The times he slowed down, we got to take a peek at a deeper and vulnerable side. This perpetual happiness he seemed to portray added unparallelled depth to his performances and his films - often films that could never have been half as memorable without him. We recall his performance in Dead Poets Society, where he stands unchallenged as the figure of the teacher we'd all have loved to have. But what happens in the end? The students turn their backs on him. He leaves the room, smiling because the students give him a memorable send off. Nevertheless, the damage has been done, it is far too late and we never know what professor John Keating might have felt alone in his room after the black screen falls upon us to reassure us - the viewers - with a highly unlikely happy ending. More dramatically, we recall a fragile and restrained performance by Williams in the underrated 2009 black comedy The World's Greatest Dad, where he utters in half hearted drama the lines 'suicide is a permanent solution to a temporary problem'.

 


His death should wake the world. This facebook generation is very deceitful. Everyone pretends to live the perfect life while in reality there are more depths each of our individualities than even we ourselves like to think.

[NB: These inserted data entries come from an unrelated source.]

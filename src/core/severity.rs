//! Severity level definitions
//!
//! Levels follow the BSD syslog message severities: 0 is the most severe.

use serde::{Deserialize, Serialize};
use std::fmt;
use std::str::FromStr;

#[derive(Debug, Clone, Copy, PartialEq, Eq, PartialOrd, Ord, Hash, Serialize, Deserialize)]
pub enum Severity {
    Emerg = 0,
    Alert = 1,
    Crit = 2,
    Error = 3,
    Warn = 4,
    Notice = 5,
    Info = 6,
    Debug = 7,
}

impl Severity {
    /// All levels, most severe first
    pub const ALL: [Severity; 8] = [
        Severity::Emerg,
        Severity::Alert,
        Severity::Crit,
        Severity::Error,
        Severity::Warn,
        Severity::Notice,
        Severity::Info,
        Severity::Debug,
    ];

    pub fn to_str(&self) -> &'static str {
        match self {
            Severity::Emerg => "EMERG",
            Severity::Alert => "ALERT",
            Severity::Crit => "CRIT",
            Severity::Error => "ERR",
            Severity::Warn => "WARN",
            Severity::Notice => "NOTICE",
            Severity::Info => "INFO",
            Severity::Debug => "DEBUG",
        }
    }

    /// Numeric severity code
    #[inline]
    pub fn code(&self) -> i64 {
        *self as i64
    }

    /// Look up a level by numeric code, `None` outside 0..=7
    pub fn from_code(code: i64) -> Option<Self> {
        usize::try_from(code)
            .ok()
            .and_then(|idx| Self::ALL.get(idx).copied())
    }
}

impl From<Severity> for i64 {
    fn from(severity: Severity) -> Self {
        severity.code()
    }
}

impl fmt::Display for Severity {
    fn fmt(&self, f: &mut fmt::Formatter<'_>) -> fmt::Result {
        write!(f, "{}", self.to_str())
    }
}

impl FromStr for Severity {
    type Err = String;

    fn from_str(s: &str) -> Result<Self, Self::Err> {
        match s.to_uppercase().as_str() {
            "EMERG" | "EMERGENCY" => Ok(Severity::Emerg),
            "ALERT" => Ok(Severity::Alert),
            "CRIT" | "CRITICAL" => Ok(Severity::Crit),
            "ERR" | "ERROR" => Ok(Severity::Error),
            "WARN" | "WARNING" => Ok(Severity::Warn),
            "NOTICE" => Ok(Severity::Notice),
            "INFO" => Ok(Severity::Info),
            "DEBUG" => Ok(Severity::Debug),
            _ => Err(format!("Invalid severity: '{}'", s)),
        }
    }
}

His death shows us that even the happiest of men can be the saddest of men.

 


The next day, 89 year old actress Lauren Bacall died having lived an accomplished happy life. An icon of the golden age of Hollywood, leaves us with a remarkable body of work both on the big screen and on the stage. I myself consider her the greatest of femme fatales, perhaps because she seemed to me the only one truly capable of loving someone and being completely loyal. To Have and Have Not was a film I watched when I was thirteen, and perhaps had I not watched it I would never have become so obsessed with this wonderful art form.

 


Her death definitely closes the chapter of the time when Hollywood existed. When people were still seeing gigantic representations of themselves on the big screen as myths or marble statues. When even the dialogue seemed different, followed a different beat, when escapism truly was an artform. Throughout her life she refused to be defined a legend, because it was a word that had far too much to do with the past and not enough to do with the future. But Lauren, that is what you guys were. You, Humphrey Bogart, Rita Hayworth, Burt Lancaster, Robert Mitchum, Peter Lorre, Marlene Dietrich, Lana Turner, Edward G. Robinson, James Cagney and so on for a while focused on establishing pure cinematic character blueprints and people that might never have existed had cinema not been invented. That to me is the true definition of a legend.